impl ScanEngine {
    pub fn new(store: Arc<dyn Store>, notifier: Notifier) -> Self {
        let locks = ScanKind::ALL
            .into_iter()
            .map(|kind| (kind, Mutex::new(())))
            .collect();
        Self {
            store,
            notifier,
            locks: Arc::new(locks),
        }
    }

    fn lock(&self, kind: ScanKind) -> WorkflowResult<&Mutex<()>> {
        self.locks
            .get(&kind)
            .ok_or_else(|| WorkflowError::not_found(format!("scan lock {kind}")))
    }

    /// Runs one scan as of `now`.
    pub async fn run(&self, kind: ScanKind, now: DateTime<Utc>) -> WorkflowResult<ScanReport> {
        let mut report = ScanReport::new(kind);
        let Ok(_guard) = self.lock(kind)?.try_lock() else {
            warn!(scan = %kind, "previous run still in progress, skipping");
            report.overlapped = true;
            return Ok(report);
        };

        let settings = self.store.settings().await?;
        let candidates = self.candidates(kind, &settings, now).await?;
        report.candidates = candidates.len();
        for candidate in candidates {
            report.count(self.process(candidate, now).await);
        }

        info!(
            scan = %kind,
            candidates = report.candidates,
            dispatched = report.dispatched,
            skipped = report.skipped,
            failed = report.failed,
            "scan finished"
        );
        Ok(report)
    }

    pub async fn run_all(&self, now: DateTime<Utc>) -> WorkflowResult<Vec<ScanReport>> {
        let mut reports = Vec::with_capacity(ScanKind::ALL.len());
        for kind in ScanKind::ALL {
            reports.push(self.run(kind, now).await?);
        }
        Ok(reports)
    }

    /// Fires the reports-complete notification for one submission if it has
    /// just become eligible. Called when a report is submitted.
    pub async fn reports_complete_for(
        &self,
        submission_id: SubmissionId,
        now: DateTime<Utc>,
    ) -> WorkflowResult<Option<Outcome>> {
        let _guard = self.lock(ScanKind::ReportsComplete)?.lock().await;
        let settings = self.store.settings().await?;
        let submission = self
            .store
            .submission(submission_id)
            .await?
            .ok_or_else(|| WorkflowError::not_found(format!("submission {submission_id}")))?;
        if !submission.is_active() {
            return Ok(None);
        }
        let ctx = ReviewContext::load(self.store.as_ref(), submission, &settings).await?;
        match reports_complete(&ctx, &settings) {
            Some(candidate) => Ok(Some(self.process(candidate, now).await)),
            None => Ok(None),
        }
    }

    async fn contexts(&self, settings: &DurationSettings) -> WorkflowResult<Vec<ReviewContext>> {
        let mut contexts = Vec::new();
        for submission in self.store.active_submissions().await? {
            contexts.push(ReviewContext::load(self.store.as_ref(), submission, settings).await?);
        }
        Ok(contexts)
    }

    async fn candidates(
        &self,
        kind: ScanKind,
        settings: &DurationSettings,
        now: DateTime<Utc>,
    ) -> WorkflowResult<Vec<Candidate>> {
        let contexts = self.contexts(settings).await?;
        let mut candidates = Vec::new();

        for ctx in &contexts {
            let submission = &ctx.submission;
            match kind {
                ScanKind::AreaEditorOverdue => {
                    if area_editor_assignment_overdue(submission, ctx.stage, settings, now) {
                        candidates.push(Candidate::for_submission(kind, ctx, settings));
                    }
                }
                ScanKind::InitialReviewOverdue => {
                    if initial_review_overdue(submission, ctx.stage, settings, now) {
                        candidates.push(Candidate::for_submission(kind, ctx, settings).with_details(
                            json!({ "days_in_review": (now - submission.created_at).num_days() }),
                        ));
                    }
                }
                ScanKind::ResponseOverdue => {
                    for a in ctx.assignments.iter().filter(|a| a.is_active()) {
                        if response_reminder_due(a, settings, now) {
                            candidates.push(Candidate::for_assignment(kind, ctx, a, settings));
                        }
                    }
                }
                ScanKind::ResponseEscalation => {
                    for a in ctx.assignments.iter().filter(|a| a.awaiting_response()) {
                        let reminder = SendKey::assignment(Action::ResponseOverdue, submission.id, a.id);
                        let Some(sent) = self.store.last_send(&reminder).await? else {
                            continue;
                        };
                        if response_escalation_due(a, sent.created_at, settings, now) {
                            candidates.push(
                                Candidate::for_assignment(kind, ctx, a, settings)
                                    .with_details(json!({ "reminded_at": sent.created_at })),
                            );
                        }
                    }
                }
                ScanKind::ReportDueSoon => {
                    for a in ctx.assignments.iter().filter(|a| a.is_active()) {
                        if report_due_soon(a, settings, now) {
                            candidates.push(
                                Candidate::for_assignment(kind, ctx, a, settings)
                                    .with_details(json!({ "report_due_at": a.report_due_at })),
                            );
                        }
                    }
                }
                ScanKind::ReportOverdue => {
                    for a in ctx.assignments.iter().filter(|a| a.is_active()) {
                        if let Some(candidate) = report_overdue_candidate(ctx, a, settings, now) {
                            candidates.push(candidate);
                        }
                    }
                }
                ScanKind::ReportsComplete => {
                    candidates.extend(reports_complete(ctx, settings));
                }
                ScanKind::DecisionOverdue => {
                    if decision_overdue(&ctx.snapshot, settings, now) {
                        candidates.push(Candidate::for_submission(kind, ctx, settings).with_details(
                            json!({ "reports_completed_at": ctx.snapshot.last_report_completed_at }),
                        ));
                    }
                }
                ScanKind::DecisionApprovalOverdue => {
                    if decision_approval_overdue(submission, ctx.stage, settings, now) {
                        candidates.push(Candidate::for_submission(kind, ctx, settings).with_details(
                            json!({ "decision": submission.decision.as_str() }),
                        ));
                    }
                }
            }
        }
        Ok(candidates)
    }

    /// Dispatch then record, for one candidate. Errors are logged here so
    /// one bad candidate never stops the run.
    async fn process(&self, candidate: Candidate, now: DateTime<Utc>) -> Outcome {
        let key = &candidate.key;
        match self.store.last_send(key).await {
            Ok(last) if candidate.window.blocks(last.as_ref(), now) => return Outcome::Skipped,
            Ok(_) => {}
            Err(e) => {
                error!(action = %key.action, submission_id = ?key.submission_id, assignment_id = ?key.assignment_id, error = %e, "could not read send records");
                return Outcome::Failed;
            }
        }

        let record = match self.notifier.dispatch_at(&candidate.notice, now).await {
            Ok(record) => record,
            Err(e) => {
                warn!(action = %key.action, submission_id = ?key.submission_id, assignment_id = ?key.assignment_id, error = %e, "dispatch failed, will retry next run");
                return Outcome::Failed;
            }
        };

        let written = match candidate.extension {
            Some((assignment_id, due)) => {
                self.store
                    .record_send_with_deadline(&record, candidate.window, assignment_id, due)
                    .await
            }
            None => self.store.record_send(&record, candidate.window).await,
        };
        match written {
            Ok(true) => Outcome::Dispatched,
            Ok(false) => {
                warn!(action = %key.action, submission_id = ?key.submission_id, assignment_id = ?key.assignment_id, "send already recorded by a concurrent run");
                Outcome::Skipped
            }
            Err(e) => {
                error!(action = %key.action, submission_id = ?key.submission_id, assignment_id = ?key.assignment_id, error = %e, "dispatched but could not record send");
                Outcome::Failed
            }
        }
    }
}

| What you need to do |
The word "ReviewContext" may appear in several lines of the data; copy every line where it does.

| Completed exercise |
        let ctx = ReviewContext::load(self.store.as_ref(), submission, &settings).await?;
    async fn contexts(&self, settings: &DurationSettings) -> WorkflowResult<Vec<ReviewContext>> {
            contexts.push(ReviewContext::load(self.store.as_ref(), submission, settings).await?);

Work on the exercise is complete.